There Was Never Any Peace

Vance's article also made me think of something else I want to get off my chest.

People argue.

That is all.

Okay, there is more to it than that but that is the gist of it. In this election, I have been hearing more and more people lament the loss of political civility. And I'm inclined to agree... to a point but it also seems like what people are wistful for is political agreement, national consensus.

And for I while I've wanted to take these people by the shoulders and shake them.
  1. With all the people who have been locked out of the political process throughout history can we really say the country has been agreement about anything?
  2. Do you really want an America without dissent, without argument, where everybody just does as the powers that be tell them? 
The price of freedom is chaos. You can't have one without the other. 

We're going to fight and that's okay.

Yes Everybody is A Little Bit Racist But That Doesn't Make It Alright



America had a stupid reaction to Hilary Clinton's "deplorables" comment. Most of the press wanted to stay far the hell away from actually confronting its content in favor of focusing on strategy and fall out everybody else well...

But  the New York Times ran an article by J.D. Vance explains why everybody is upset in a not crazy insane way and talking his article seems like a good way to address the matter.

He starts out by saying things I fundamentally agree with. Everybody is a little bit racist or at least tribalistic and judgemental (including myself).

We are most concerned about the wellbeing of ourselves and or people we can identify as being similar to ourselves. We view ourselves, our traits, views and the circumstances that inform all that as the default and believe any variation to be out of the ordinary rather than just a variation.

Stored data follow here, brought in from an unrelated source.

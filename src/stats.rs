//! Request statistics
//!
//! Monotonic counters plus a running mean of processing latency. Counters
//! are atomic; the mean is read-modify-write without a lock, so concurrent
//! updates may lose precision. That is tolerated: the mean is informational.

use std::sync::atomic::{AtomicI64, AtomicU64, Ordering};
use std::time::Duration;

use serde::Serialize;

/// Shared request counters.
#[derive(Debug, Default)]
pub struct ServerStats {
    total: AtomicI64,
    success: AtomicI64,
    failure: AtomicI64,
    avg_processing_ns: AtomicU64,
}

/// Point-in-time view of the counters, served on `/stats`.
#[derive(Debug, Clone, Serialize)]
pub struct StatsSnapshot {
    pub total: i64,
    pub success: i64,
    pub failure: i64,
    pub avg_processing_ns: u64,
}

impl ServerStats {
    pub fn new() -> Self {
        Self::default()
    }

    /// Record one completed request with its wall-clock latency.
    pub fn record(&self, elapsed: Duration, success: bool) {
        let total = self.total.fetch_add(1, Ordering::Relaxed) + 1;
        if success {
            self.success.fetch_add(1, Ordering::Relaxed);
        } else {
            self.failure.fetch_add(1, Ordering::Relaxed);
        }

        // avg <- avg + (sample - avg) / total
        let sample = elapsed.as_nanos() as i64;
        let avg = self.avg_processing_ns.load(Ordering::Relaxed) as i64;
        let updated = avg + (sample - avg) / total;
        self.avg_processing_ns
            .store(updated.max(0) as u64, Ordering::Relaxed);
    }

    pub fn snapshot(&self) -> StatsSnapshot {
        StatsSnapshot {
            total: self.total.load(Ordering::Relaxed),
            success: self.success.load(Ordering::Relaxed),
            failure: self.failure.load(Ordering::Relaxed),
            avg_processing_ns: self.avg_processing_ns.load(Ordering::Relaxed),
        }
    }
}

#[cfg(test)]
mod tests {
    use super::*;

    #[test]
    fn counters_add_up() {
        let stats = ServerStats::new();
        stats.record(Duration::from_millis(10), true);
        stats.record(Duration::from_millis(20), false);
        stats.record(Duration::from_millis(30), true);

        let snap = stats.snapshot();
        assert_eq!(snap.total, 3);
        assert_eq!(snap.success, 2);
        assert_eq!(snap.failure, 1);
        assert_eq!(snap.total, snap.success + snap.failure);
    }

    #[test]
    fn running_mean_tracks_samples() {
        let stats = ServerStats::new();
        stats.record(Duration::from_nanos(100), true);
        assert_eq!(stats.snapshot().avg_processing_ns, 100);

        stats.record(Duration::from_nanos(300), true);
        // 100 + (300 - 100) / 2
        assert_eq!(stats.snapshot().avg_processing_ns, 200);
    }

    #[test]
    fn snapshot_serializes_expected_fields() {
        let stats = ServerStats::new();
        stats.record(Duration::from_millis(5), true);
        let json = serde_json::to_value(stats.snapshot()).unwrap();
        assert_eq!(json["total"], 1);
        assert_eq!(json["success"], 1);
        assert_eq!(json["failure"], 0);
        assert!(json["avg_processing_ns"].as_u64().unwrap() > 0);
    }
}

And yet despite all of that people are fundamentally decent.  

People are complicated and people are neither bad nor good they are just people.

But, here is the rub,  we aren't just talking about a person. We're talking about people and the thing about people is that they shape and are shaped by culture, social institutions, and social forces around them.

As a Black man in America, I've just gotten used to the idea that there is a certain amount of racism I'm just going to have to tolerate if I don't want to just write the whole damn country and most of the people in it off. While I fear racism I also fear what my anger at perceived racism could turn me into.

That being said, racism, sexism homophobia, and Islamaphobia have and can lead to people, not a person but people making horrifying macro-decisions. And on aggregate, there is no such thing as that stuff being harmless because it contributes to an environment that excuses or at least desensitizes people to those larger macro-decisions.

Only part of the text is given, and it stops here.